# [Task goal]
Word for word, please restate the lines from the beginning of the data through the line in which "let cli = Cli::parse();" appears.

# [Exercise input]
● ● ● ●

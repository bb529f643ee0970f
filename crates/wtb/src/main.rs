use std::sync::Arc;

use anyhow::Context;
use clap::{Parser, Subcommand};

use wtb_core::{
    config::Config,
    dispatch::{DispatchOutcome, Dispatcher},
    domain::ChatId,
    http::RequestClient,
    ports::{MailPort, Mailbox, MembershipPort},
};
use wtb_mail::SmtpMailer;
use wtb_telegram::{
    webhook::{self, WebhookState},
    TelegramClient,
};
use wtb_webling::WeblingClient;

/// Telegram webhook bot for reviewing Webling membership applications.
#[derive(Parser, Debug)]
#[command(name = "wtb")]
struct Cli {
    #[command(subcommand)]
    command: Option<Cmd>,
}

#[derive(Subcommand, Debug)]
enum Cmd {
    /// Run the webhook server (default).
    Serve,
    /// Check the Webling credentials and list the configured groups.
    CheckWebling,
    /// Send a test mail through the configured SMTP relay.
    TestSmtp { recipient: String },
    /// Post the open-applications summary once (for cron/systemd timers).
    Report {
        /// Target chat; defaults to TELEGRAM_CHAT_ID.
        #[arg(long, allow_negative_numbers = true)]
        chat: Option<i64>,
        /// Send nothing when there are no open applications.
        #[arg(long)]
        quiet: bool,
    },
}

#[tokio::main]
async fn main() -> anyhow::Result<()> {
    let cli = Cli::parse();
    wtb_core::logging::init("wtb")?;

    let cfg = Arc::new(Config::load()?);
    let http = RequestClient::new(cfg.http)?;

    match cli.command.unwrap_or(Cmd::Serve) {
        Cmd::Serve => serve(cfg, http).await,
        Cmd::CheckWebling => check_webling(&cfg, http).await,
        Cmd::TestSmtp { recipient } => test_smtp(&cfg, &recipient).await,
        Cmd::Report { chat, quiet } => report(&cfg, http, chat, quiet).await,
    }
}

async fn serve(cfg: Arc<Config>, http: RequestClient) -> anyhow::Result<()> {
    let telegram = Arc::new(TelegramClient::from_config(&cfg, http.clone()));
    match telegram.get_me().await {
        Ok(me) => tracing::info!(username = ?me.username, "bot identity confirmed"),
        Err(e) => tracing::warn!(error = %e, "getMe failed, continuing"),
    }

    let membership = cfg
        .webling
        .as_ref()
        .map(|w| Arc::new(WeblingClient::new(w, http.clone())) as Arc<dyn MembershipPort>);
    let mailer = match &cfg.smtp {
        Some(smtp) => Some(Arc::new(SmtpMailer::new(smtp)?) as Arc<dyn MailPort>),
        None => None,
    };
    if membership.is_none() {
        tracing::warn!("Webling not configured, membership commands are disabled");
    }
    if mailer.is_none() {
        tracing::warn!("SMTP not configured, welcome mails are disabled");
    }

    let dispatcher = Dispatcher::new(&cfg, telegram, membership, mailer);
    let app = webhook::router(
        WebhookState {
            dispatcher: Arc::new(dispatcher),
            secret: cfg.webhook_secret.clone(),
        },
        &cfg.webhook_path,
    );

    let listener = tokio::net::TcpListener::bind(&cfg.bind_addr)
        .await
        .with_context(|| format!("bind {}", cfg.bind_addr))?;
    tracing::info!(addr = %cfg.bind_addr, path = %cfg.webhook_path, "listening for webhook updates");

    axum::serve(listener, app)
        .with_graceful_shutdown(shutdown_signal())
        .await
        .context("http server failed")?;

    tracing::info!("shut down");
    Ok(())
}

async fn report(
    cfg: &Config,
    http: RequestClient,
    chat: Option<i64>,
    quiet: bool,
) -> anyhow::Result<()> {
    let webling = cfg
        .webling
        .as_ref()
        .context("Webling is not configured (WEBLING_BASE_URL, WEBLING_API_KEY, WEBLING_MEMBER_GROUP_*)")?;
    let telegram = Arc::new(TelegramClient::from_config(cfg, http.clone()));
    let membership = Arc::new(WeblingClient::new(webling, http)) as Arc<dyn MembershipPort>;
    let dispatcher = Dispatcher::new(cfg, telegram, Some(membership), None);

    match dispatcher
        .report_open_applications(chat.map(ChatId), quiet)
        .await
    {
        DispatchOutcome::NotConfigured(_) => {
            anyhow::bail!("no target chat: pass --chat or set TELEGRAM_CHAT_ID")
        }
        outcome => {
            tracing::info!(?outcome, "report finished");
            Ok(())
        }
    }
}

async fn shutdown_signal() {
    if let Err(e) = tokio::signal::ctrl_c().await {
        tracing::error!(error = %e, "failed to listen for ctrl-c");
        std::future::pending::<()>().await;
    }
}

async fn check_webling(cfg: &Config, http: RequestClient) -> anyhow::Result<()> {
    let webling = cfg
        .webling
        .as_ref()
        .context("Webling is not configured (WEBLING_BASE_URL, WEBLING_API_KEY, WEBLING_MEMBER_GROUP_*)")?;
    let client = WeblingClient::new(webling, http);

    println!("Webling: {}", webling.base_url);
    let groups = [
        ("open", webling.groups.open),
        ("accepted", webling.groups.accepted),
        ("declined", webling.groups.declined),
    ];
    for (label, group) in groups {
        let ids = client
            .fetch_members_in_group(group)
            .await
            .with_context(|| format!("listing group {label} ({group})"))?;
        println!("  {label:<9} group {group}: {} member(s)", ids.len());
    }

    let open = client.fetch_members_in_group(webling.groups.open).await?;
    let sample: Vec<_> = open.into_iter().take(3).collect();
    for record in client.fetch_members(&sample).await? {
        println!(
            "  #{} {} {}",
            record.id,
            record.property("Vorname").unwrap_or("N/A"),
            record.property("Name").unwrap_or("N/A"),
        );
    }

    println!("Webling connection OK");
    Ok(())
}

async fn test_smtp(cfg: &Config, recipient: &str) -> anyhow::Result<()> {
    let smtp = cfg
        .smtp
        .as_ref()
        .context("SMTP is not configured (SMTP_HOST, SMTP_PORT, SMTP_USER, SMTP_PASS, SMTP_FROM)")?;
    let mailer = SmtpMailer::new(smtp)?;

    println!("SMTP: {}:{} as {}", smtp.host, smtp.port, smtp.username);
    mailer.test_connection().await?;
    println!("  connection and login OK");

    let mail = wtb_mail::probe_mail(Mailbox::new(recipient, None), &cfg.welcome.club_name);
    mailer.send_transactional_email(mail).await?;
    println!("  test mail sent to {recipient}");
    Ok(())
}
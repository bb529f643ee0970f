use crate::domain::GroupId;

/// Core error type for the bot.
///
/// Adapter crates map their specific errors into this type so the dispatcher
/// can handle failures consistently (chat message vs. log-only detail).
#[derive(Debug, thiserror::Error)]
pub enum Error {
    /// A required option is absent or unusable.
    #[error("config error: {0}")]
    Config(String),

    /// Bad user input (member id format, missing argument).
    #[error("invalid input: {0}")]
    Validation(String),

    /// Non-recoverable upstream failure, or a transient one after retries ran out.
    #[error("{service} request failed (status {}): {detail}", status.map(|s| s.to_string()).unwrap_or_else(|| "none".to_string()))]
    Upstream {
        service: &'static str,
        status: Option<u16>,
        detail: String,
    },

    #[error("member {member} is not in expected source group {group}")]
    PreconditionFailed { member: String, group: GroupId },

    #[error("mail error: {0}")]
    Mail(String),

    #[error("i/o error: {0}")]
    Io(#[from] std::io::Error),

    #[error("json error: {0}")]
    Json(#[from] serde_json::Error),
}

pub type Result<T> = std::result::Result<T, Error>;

● ● ● ●

# [Answer box]
repository bb529f643ee0970f
filename crates/wtb/src/main.rs
use std::sync::Arc;

use anyhow::Context;
use clap::{Parser, Subcommand};

use wtb_core::{
    config::Config,
    dispatch::{DispatchOutcome, Dispatcher},
    domain::ChatId,
    http::RequestClient,
    ports::{MailPort, Mailbox, MembershipPort},
};
use wtb_mail::SmtpMailer;
use wtb_telegram::{
    webhook::{self, WebhookState},
    TelegramClient,
};
use wtb_webling::WeblingClient;

/// Telegram webhook bot for reviewing Webling membership applications.
#[derive(Parser, Debug)]
#[command(name = "wtb")]
struct Cli {
    #[command(subcommand)]
    command: Option<Cmd>,
}

#[derive(Subcommand, Debug)]
enum Cmd {
    /// Run the webhook server (default).
    Serve,
    /// Check the Webling credentials and list the configured groups.
    CheckWebling,
    /// Send a test mail through the configured SMTP relay.
    TestSmtp { recipient: String },
    /// Post the open-applications summary once (for cron/systemd timers).
    Report {
        /// Target chat; defaults to TELEGRAM_CHAT_ID.
        #[arg(long, allow_negative_numbers = true)]
        chat: Option<i64>,
        /// Send nothing when there are no open applications.
        #[arg(long)]
        quiet: bool,
    },
}

#[tokio::main]
async fn main() -> anyhow::Result<()> {
    let cli = Cli::parse();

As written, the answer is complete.